AIM OF THE TASK -> Lines of the records that hold the word "Option" are to be counted; give the number and nothing more.
[Opening THE DATA section]
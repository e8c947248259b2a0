//! Chat-completion backend seam

use crate::InferenceError;
use async_trait::async_trait;
use serde::Serialize;

#[derive(Debug, Clone, PartialEq, Serialize)]
pub struct ChatMessage {
    pub role: String,
    pub content: String,
}

impl ChatMessage {
    pub fn system(content: impl Into<String>) -> Self {
        Self {
            role: "system".to_string(),
            content: content.into(),
        }
    }

    pub fn user(content: impl Into<String>) -> Self {
        Self {
            role: "user".to_string(),
            content: content.into(),
        }
    }
}

#[derive(Debug, Clone)]
pub struct ChatRequest {
    pub messages: Vec<ChatMessage>,
    pub temperature: f64,
}

/// Generated text and the model that produced it
#[derive(Debug, Clone, PartialEq)]
pub struct Completion {
    pub text: String,
    pub model: String,
}

/// A text-generation service: role-tagged messages in, one text blob out
#[async_trait]
pub trait ChatBackend: Send + Sync {
    async fn complete(&self, request: &ChatRequest) -> Result<Completion, InferenceError>;
}
//! Human-readable persona report

use chrono::{DateTime, Utc};
use persona_core::{truncate_chars, Citation, Persona, PersonaCharacteristic, PersonaOrigin};

const GAUGE_WIDTH: usize = 20;
const SNIPPET_CHARS: usize = 100;

/// Render the full report. `generated_at` only feeds the footer line.
pub fn render_report(persona: &Persona, generated_at: DateTime<Utc>) -> String {
    let mut sections = Vec::new();

    // Section 1: Header
    let mut header = format!(
        "# User Persona Report: {}\n\n**Analysis Date:** {}",
        persona.username,
        persona.analysis_date.format("%Y-%m-%d %H:%M:%S UTC")
    );
    if let PersonaOrigin::Fallback { reason } = &persona.origin {
        header.push_str(&format!(
            "\n\n> **Note:** inference unavailable ({}); this persona was built from activity statistics only.",
            reason
        ));
    }
    sections.push(header);

    // Section 2: Demographics
    sections.push(format!(
        "## Basic Information\n\n\
         **AGE:** {}\n**OCCUPATION:** {}\n**STATUS:** {}\n\
         **LOCATION:** {}\n**TIER:** {}\n**ARCHETYPE:** {}",
        persona.age,
        persona.occupation,
        persona.status,
        persona.location,
        persona.tier,
        persona.archetype
    ));

    // Section 3: Personality sliders
    let axes = &persona.personality_traits;
    sections.push(format!(
        "## Personality Traits\n\n\
         **INTROVERT** {} **EXTROVERT**\n\
         **INTUITION** {} **SENSING**\n\
         **FEELING** {} **THINKING**\n\
         **PERCEIVING** {} **JUDGING**",
        slider(axes.introvert_extrovert),
        slider(1.0 - axes.intuition_sensing),
        slider(1.0 - axes.feeling_thinking),
        slider(1.0 - axes.perceiving_judging)
    ));

    // Section 4: Motivations
    let motivations: Vec<String> = persona
        .motivations
        .iter()
        .map(|(name, value)| format!("**{}** {} ({:.1})", name.to_uppercase(), bar(value), value))
        .collect();
    sections.push(format!("## Motivations\n\n{}", motivations.join("\n")));

    // Section 5: Free-text lists
    sections.push(format!("## Behavior & Habits\n\n{}", bullets(&persona.behavior_habits)));
    sections.push(format!("## Frustrations\n\n{}", bullets(&persona.frustrations)));
    sections.push(format!("## Goals & Needs\n\n{}", bullets(&persona.goals_needs)));
    sections.push(format!("## Representative Quote\n\n> \"{}\"", persona.quote));
    sections.push(format!("## Interests\n\n{}", persona.interests.join(", ")));
    sections.push(format!(
        "## Brand Preferences\n\n{}",
        persona.brand_preferences.join(", ")
    ));

    // Section 6: Activity
    let activity = &persona.activity_patterns;
    sections.push(format!(
        "## Activity Patterns\n\n\
         - **Total Activity:** {} posts/comments\n\
         - **Recent Activity (30d):** {} posts/comments ({:.1}%)\n\
         - **Posts vs Comments Ratio:** {:.2}\n\
         - **Average Post Score:** {:.2}\n\
         - **Average Comment Score:** {:.2}",
        activity.total_activity,
        activity.recent_activity_30d,
        percent(activity.recent_activity_30d, activity.total_activity),
        activity.posts_vs_comments_ratio,
        activity.avg_post_score,
        activity.avg_comment_score
    ));

    let top: Vec<String> = activity
        .top_subreddits
        .iter()
        .take(10)
        .map(|(name, count)| {
            format!(
                "- r/{} ({} items, {:.1}%)",
                name,
                count,
                percent(*count, activity.total_activity)
            )
        })
        .collect();
    sections.push(format!("## Top Subreddits\n\n{}", top.join("\n")));

    // Section 7: Evidence
    sections.push(format!(
        "## Supporting Evidence & Citations\n\n{}",
        render_evidence(&persona.characteristics)
    ));

    sections.push(format!(
        "---\n\n\
         *This persona analysis was generated automatically based on publicly available Reddit activity.\n\
         The analysis is for research and understanding purposes only.*\n\n\
         *Generated on: {}*",
        generated_at.format("%Y-%m-%d %H:%M:%S")
    ));

    let mut report = sections.join("\n\n");
    report.push('\n');
    report
}

fn render_evidence(characteristics: &[PersonaCharacteristic]) -> String {
    if characteristics.is_empty() {
        return "No supporting evidence found.".to_string();
    }

    // group by category, first-seen order
    let mut groups: Vec<(&str, Vec<&PersonaCharacteristic>)> = Vec::new();
    for characteristic in characteristics {
        match groups
            .iter_mut()
            .find(|(category, _)| *category == characteristic.category)
        {
            Some((_, members)) => members.push(characteristic),
            None => groups.push((characteristic.category.as_str(), vec![characteristic])),
        }
    }

    groups
        .iter()
        .map(|(category, members)| {
            let body: Vec<String> = members.iter().map(|c| render_characteristic(c)).collect();
            format!("### {}\n\n{}", title_case(category), body.join("\n\n"))
        })
        .collect::<Vec<_>>()
        .join("\n\n")
}

fn render_characteristic(characteristic: &PersonaCharacteristic) -> String {
    let mut out = format!(
        "**{}** (Confidence: {:.1})\n{}",
        characteristic.trait_name,
        characteristic.confidence,
        characteristic.description
    );
    if !characteristic.citations.is_empty() {
        let lines: Vec<String> = characteristic.citations.iter().map(render_citation).collect();
        out.push_str("\n\n**Supporting Evidence:**\n");
        out.push_str(&lines.join("\n"));
    }
    out
}

fn render_citation(citation: &Citation) -> String {
    let date = DateTime::from_timestamp(citation.created_utc as i64, 0)
        .map(|d| d.format("%Y-%m-%d").to_string())
        .unwrap_or_else(|| "unknown date".to_string());
    let snippet = truncate_chars(&citation.content, SNIPPET_CHARS);
    let ellipsis = if snippet.len() < citation.content.len() {
        "..."
    } else {
        ""
    };
    format!(
        "- [{}] r/{} ({}): {}{}\n  Link: {}",
        citation.content_type.label(),
        citation.subreddit,
        date,
        snippet.replace('\n', " "),
        ellipsis,
        citation.url
    )
}

fn bullets(items: &[String]) -> String {
    items
        .iter()
        .map(|item| format!("• {}", item))
        .collect::<Vec<_>>()
        .join("\n")
}

fn percent(part: usize, whole: usize) -> f64 {
    if whole == 0 {
        0.0
    } else {
        part as f64 / whole as f64 * 100.0
    }
}

fn gauge_position(value: f64) -> usize {
    (persona_core::clamp_unit(value) * GAUGE_WIDTH as f64).round() as usize
}

/// Track of `GAUGE_WIDTH + 1` cells with a marker at the value
fn slider(value: f64) -> String {
    let pos = gauge_position(value);
    (0..=GAUGE_WIDTH)
        .map(|i| if i == pos { '●' } else { '─' })
        .collect()
}

/// `round(value * 20)` filled cells out of 20
fn bar(value: f64) -> String {
    let filled = gauge_position(value);
    format!("{}{}", "█".repeat(filled), "░".repeat(GAUGE_WIDTH - filled))
}

fn title_case(category: &str) -> String {
    category
        .split('_')
        .filter(|word| !word.is_empty())
        .map(|word| {
            let mut chars = word.chars();
            match chars.next() {
                Some(first) => first.to_uppercase().chain(chars).collect(),
                None => String::new(),
            }
        })
        .collect::<Vec<String>>()
        .join(" ")
}
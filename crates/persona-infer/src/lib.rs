//! Persona inference through an LLM chat-completion service

mod backend;
mod error;
mod fallback;
mod groq;
mod infer;
mod parse;
mod prompt;

pub use backend::{ChatBackend, ChatMessage, ChatRequest, Completion};
pub use error::InferenceError;
pub use fallback::{fallback_persona, GENERIC_SUBREDDITS};
pub use groq::GroqClient;
pub use infer::{infer_persona, InferenceOutcome};
pub use parse::{parse_persona_response, strip_code_fence, PersonaDraft};
pub use prompt::{build_persona_prompt, persona_request, SYSTEM_PROMPT};
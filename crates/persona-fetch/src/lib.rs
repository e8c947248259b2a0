//! Content fetching from the Reddit API

mod error;
mod profile;
mod reddit;
mod source;

pub use error::FetchError;
pub use profile::extract_username;
pub use reddit::{RedditClient, MAX_PAGE_SIZE};
pub use source::{fetch_user_content, ContentSource, FetchReport};
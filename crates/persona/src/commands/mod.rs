pub mod analyze;
pub mod check;
pub mod report;
pub mod setup;
pub mod version;
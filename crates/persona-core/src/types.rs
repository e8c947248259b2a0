//! Core types for persona analysis

use chrono::{DateTime, Utc};
use serde::de::{MapAccess, Visitor};
use serde::ser::SerializeMap;
use serde::{Deserialize, Deserializer, Serialize, Serializer};
use std::fmt;

/// Maximum characters of source text carried by a citation
pub const CITATION_CONTENT_CHARS: usize = 300;

/// Return at most `max` characters of `text`, never splitting a code point
pub fn truncate_chars(text: &str, max: usize) -> &str {
    match text.char_indices().nth(max) {
        Some((idx, _)) => &text[..idx],
        None => text,
    }
}

/// Kind of user-authored content
#[derive(Debug, Clone, Copy, PartialEq, Eq, Hash, Serialize, Deserialize)]
#[serde(rename_all = "lowercase")]
pub enum ContentKind {
    Post,
    Comment,
}

impl ContentKind {
    pub fn label(&self) -> &'static str {
        match self {
            ContentKind::Post => "Post",
            ContentKind::Comment => "Comment",
        }
    }
}

/// One post or comment as fetched from the platform
#[derive(Debug, Clone, PartialEq, Serialize, Deserialize)]
pub struct ContentItem {
    pub id: String,
    /// Empty for comments
    pub title: String,
    pub body: String,
    pub subreddit: String,
    pub created_utc: f64,
    pub score: i64,
    pub url: String,
    pub kind: ContentKind,
    #[serde(default)]
    pub num_comments: Option<u64>,
    /// Title of the thread a comment was left in
    #[serde(default)]
    pub parent_title: Option<String>,
}

impl ContentItem {
    pub fn post(id: &str, subreddit: &str, title: &str, body: &str, created_utc: f64) -> Self {
        Self {
            id: id.to_string(),
            title: title.to_string(),
            body: body.to_string(),
            subreddit: subreddit.to_string(),
            created_utc,
            score: 0,
            url: format!("https://reddit.com/r/{}/comments/{}", subreddit, id),
            kind: ContentKind::Post,
            num_comments: Some(0),
            parent_title: None,
        }
    }

    pub fn comment(id: &str, subreddit: &str, body: &str, created_utc: f64) -> Self {
        Self {
            id: id.to_string(),
            title: String::new(),
            body: body.to_string(),
            subreddit: subreddit.to_string(),
            created_utc,
            score: 0,
            url: format!("https://reddit.com/r/{}/comments/{}", subreddit, id),
            kind: ContentKind::Comment,
            num_comments: None,
            parent_title: None,
        }
    }

    pub fn with_score(mut self, score: i64) -> Self {
        self.score = score;
        self
    }

    pub fn with_parent_title(mut self, title: &str) -> Self {
        self.parent_title = Some(title.to_string());
        self
    }
}

/// Everything fetched for one analysis
#[derive(Debug, Clone)]
pub struct ContentSet {
    pub username: String,
    pub posts: Vec<ContentItem>,
    pub comments: Vec<ContentItem>,
    /// Reference time for the whole analysis
    pub fetched_at: DateTime<Utc>,
}

impl ContentSet {
    pub fn total(&self) -> usize {
        self.posts.len() + self.comments.len()
    }

    pub fn is_empty(&self) -> bool {
        self.posts.is_empty() && self.comments.is_empty()
    }

    /// Reference time as epoch seconds
    pub fn reference_time(&self) -> f64 {
        self.fetched_at.timestamp() as f64
    }
}

/// Aggregate statistics over a fixed list of content
#[derive(Debug, Clone, Default, PartialEq, Serialize, Deserialize)]
pub struct ActivitySummary {
    pub total_activity: usize,
    pub recent_activity_30d: usize,
    pub top_subreddits: Vec<(String, usize)>,
    /// Posts divided by comments, with an empty denominator counted as 1
    pub posts_vs_comments_ratio: f64,
    pub avg_post_score: f64,
    pub avg_comment_score: f64,
}

/// Literal excerpt of user content backing a trait
#[derive(Debug, Clone, PartialEq, Serialize, Deserialize)]
pub struct Citation {
    pub post_id: String,
    pub post_title: String,
    pub content: String,
    pub url: String,
    pub created_utc: f64,
    pub subreddit: String,
    pub content_type: ContentKind,
}

impl Citation {
    pub fn from_item(item: &ContentItem) -> Self {
        let (post_title, source) = match item.kind {
            ContentKind::Post => {
                let source = if item.body.is_empty() {
                    &item.title
                } else {
                    &item.body
                };
                (item.title.clone(), source)
            }
            ContentKind::Comment => (
                item.parent_title.clone().unwrap_or_default(),
                &item.body,
            ),
        };

        Self {
            post_id: item.id.clone(),
            post_title,
            content: truncate_chars(source, CITATION_CONTENT_CHARS).to_string(),
            url: item.url.clone(),
            created_utc: item.created_utc,
            subreddit: item.subreddit.clone(),
            content_type: item.kind,
        }
    }
}

/// An inferred trait together with the content supporting it
#[derive(Debug, Clone, PartialEq, Serialize, Deserialize)]
pub struct PersonaCharacteristic {
    pub category: String,
    #[serde(rename = "trait")]
    pub trait_name: String,
    pub confidence: f64,
    pub description: String,
    pub citations: Vec<Citation>,
}

fn neutral() -> f64 {
    0.5
}

/// Four personality sliders, each in [0, 1]
#[derive(Debug, Clone, PartialEq, Serialize, Deserialize)]
pub struct PersonalityAxes {
    #[serde(default = "neutral")]
    pub introvert_extrovert: f64,
    #[serde(default = "neutral")]
    pub intuition_sensing: f64,
    #[serde(default = "neutral")]
    pub feeling_thinking: f64,
    #[serde(default = "neutral")]
    pub perceiving_judging: f64,
}

impl PersonalityAxes {
    pub fn neutral() -> Self {
        Self {
            introvert_extrovert: 0.5,
            intuition_sensing: 0.5,
            feeling_thinking: 0.5,
            perceiving_judging: 0.5,
        }
    }

    pub fn clamped(self) -> Self {
        Self {
            introvert_extrovert: clamp_unit(self.introvert_extrovert),
            intuition_sensing: clamp_unit(self.intuition_sensing),
            feeling_thinking: clamp_unit(self.feeling_thinking),
            perceiving_judging: clamp_unit(self.perceiving_judging),
        }
    }
}

impl Default for PersonalityAxes {
    fn default() -> Self {
        Self::neutral()
    }
}

/// Clamp into [0, 1], mapping NaN to 0
pub fn clamp_unit(value: f64) -> f64 {
    if value.is_nan() {
        0.0
    } else {
        value.clamp(0.0, 1.0)
    }
}

/// Motivation scores keyed by name, kept in insertion order
#[derive(Debug, Clone, Default, PartialEq)]
pub struct Motivations(Vec<(String, f64)>);

impl Motivations {
    pub fn new() -> Self {
        Self(Vec::new())
    }

    /// Insert or replace a score, clamped into [0, 1]
    pub fn set(&mut self, name: &str, value: f64) {
        let value = clamp_unit(value);
        match self.0.iter_mut().find(|(k, _)| k == name) {
            Some(entry) => entry.1 = value,
            None => self.0.push((name.to_string(), value)),
        }
    }

    pub fn get(&self, name: &str) -> Option<f64> {
        self.0.iter().find(|(k, _)| k == name).map(|(_, v)| *v)
    }

    pub fn iter(&self) -> impl Iterator<Item = (&str, f64)> {
        self.0.iter().map(|(k, v)| (k.as_str(), *v))
    }

    pub fn len(&self) -> usize {
        self.0.len()
    }

    pub fn is_empty(&self) -> bool {
        self.0.is_empty()
    }
}

impl<'a> FromIterator<(&'a str, f64)> for Motivations {
    fn from_iter<I: IntoIterator<Item = (&'a str, f64)>>(iter: I) -> Self {
        let mut motivations = Motivations::new();
        for (name, value) in iter {
            motivations.set(name, value);
        }
        motivations
    }
}

impl Serialize for Motivations {
    fn serialize<S: Serializer>(&self, serializer: S) -> Result<S::Ok, S::Error> {
        let mut map = serializer.serialize_map(Some(self.0.len()))?;
        for (name, value) in &self.0 {
            map.serialize_entry(name, value)?;
        }
        map.end()
    }
}

impl<'de> Deserialize<'de> for Motivations {
    fn deserialize<D: Deserializer<'de>>(deserializer: D) -> Result<Self, D::Error> {
        struct MotivationsVisitor;

        impl<'de> Visitor<'de> for MotivationsVisitor {
            type Value = Motivations;

            fn expecting(&self, f: &mut fmt::Formatter) -> fmt::Result {
                f.write_str("a map of motivation names to numbers")
            }

            fn visit_map<A: MapAccess<'de>>(self, mut access: A) -> Result<Motivations, A::Error> {
                let mut motivations = Motivations::new();
                while let Some((name, value)) = access.next_entry::<String, f64>()? {
                    motivations.set(&name, value);
                }
                Ok(motivations)
            }
        }

        deserializer.deserialize_map(MotivationsVisitor)
    }
}

/// How a persona was produced
#[derive(Debug, Clone, PartialEq, Serialize, Deserialize)]
#[serde(tag = "kind", rename_all = "snake_case")]
pub enum PersonaOrigin {
    Inferred { model: String },
    Fallback { reason: String },
}

impl Default for PersonaOrigin {
    fn default() -> Self {
        PersonaOrigin::Inferred {
            model: String::new(),
        }
    }
}

/// Complete user persona
#[derive(Debug, Clone, PartialEq, Serialize, Deserialize)]
pub struct Persona {
    pub username: String,
    pub analysis_date: DateTime<Utc>,
    #[serde(default)]
    pub origin: PersonaOrigin,

    pub age: String,
    pub occupation: String,
    pub status: String,
    pub location: String,
    pub tier: String,
    pub archetype: String,

    pub personality_traits: PersonalityAxes,
    pub motivations: Motivations,

    pub behavior_habits: Vec<String>,
    pub frustrations: Vec<String>,
    pub goals_needs: Vec<String>,
    pub quote: String,

    pub activity_patterns: ActivitySummary,
    #[serde(default)]
    pub characteristics: Vec<PersonaCharacteristic>,
    pub interests: Vec<String>,
    pub brand_preferences: Vec<String>,
}

impl Persona {
    /// Attach evidence-backed characteristics, replacing any previous set
    pub fn attach_characteristics(&mut self, characteristics: Vec<PersonaCharacteristic>) {
        self.characteristics = characteristics;
    }

    pub fn is_fallback(&self) -> bool {
        matches!(self.origin, PersonaOrigin::Fallback { .. })
    }
}

#[cfg(test)]
mod tests {
    use super::*;

    #[test]
    fn test_truncate_chars_respects_code_points() {
        assert_eq!(truncate_chars("héllo", 2), "hé");
        assert_eq!(truncate_chars("short", 300), "short");
        assert_eq!(truncate_chars("", 5), "");
    }

    #[test]
    fn test_citation_from_post_prefers_body() {
        let long_body = "x".repeat(450);
        let post = ContentItem::post("p1", "chess", "Opening prep", &long_body, 100.0);
        let citation = Citation::from_item(&post);
        assert_eq!(citation.post_title, "Opening prep");
        assert_eq!(citation.content.chars().count(), CITATION_CONTENT_CHARS);
        assert_eq!(citation.content_type, ContentKind::Post);
    }

    #[test]
    fn test_citation_from_link_post_uses_title() {
        let post = ContentItem::post("p1", "chess", "Look at this endgame", "", 100.0);
        let citation = Citation::from_item(&post);
        assert_eq!(citation.content, "Look at this endgame");
    }

    #[test]
    fn test_citation_from_comment_uses_thread_title() {
        let comment =
            ContentItem::comment("c1", "rust", "borrowck saved me", 5.0).with_parent_title("Why Rust?");
        let citation = Citation::from_item(&comment);
        assert_eq!(citation.post_title, "Why Rust?");
        assert_eq!(citation.content, "borrowck saved me");
        assert_eq!(citation.content_type, ContentKind::Comment);
    }

    #[test]
    fn test_motivations_keep_order_and_clamp() {
        let json = r#"{"speed": 0.4, "convenience": 1.7, "comfort": -0.2}"#;
        let parsed: Motivations = serde_json::from_str(json).unwrap();
        let entries: Vec<_> = parsed.iter().collect();
        assert_eq!(
            entries,
            vec![("speed", 0.4), ("convenience", 1.0), ("comfort", 0.0)]
        );

        let back = serde_json::to_string(&parsed).unwrap();
        assert_eq!(back, r#"{"speed":0.4,"convenience":1.0,"comfort":0.0}"#);
    }

    #[test]
    fn test_personality_axes_default_missing_keys() {
        let parsed: PersonalityAxes =
            serde_json::from_str(r#"{"introvert_extrovert": 0.9}"#).unwrap();
        assert_eq!(parsed.introvert_extrovert, 0.9);
        assert_eq!(parsed.feeling_thinking, 0.5);
    }

    #[test]
    fn test_characteristic_serializes_trait_key() {
        let characteristic = PersonaCharacteristic {
            category: "interests".to_string(),
            trait_name: "chess".to_string(),
            confidence: 0.3,
            description: "User shows interest in chess".to_string(),
            citations: vec![],
        };
        let value = serde_json::to_value(&characteristic).unwrap();
        assert_eq!(value["trait"], "chess");
    }

    #[test]
    fn test_origin_tagging() {
        let origin = PersonaOrigin::Fallback {
            reason: "timeout".to_string(),
        };
        let value = serde_json::to_value(&origin).unwrap();
        assert_eq!(value["kind"], "fallback");
        assert_eq!(value["reason"], "timeout");
    }
}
[Closing THE DATA section]
PROBLEM SOLUTION -> 3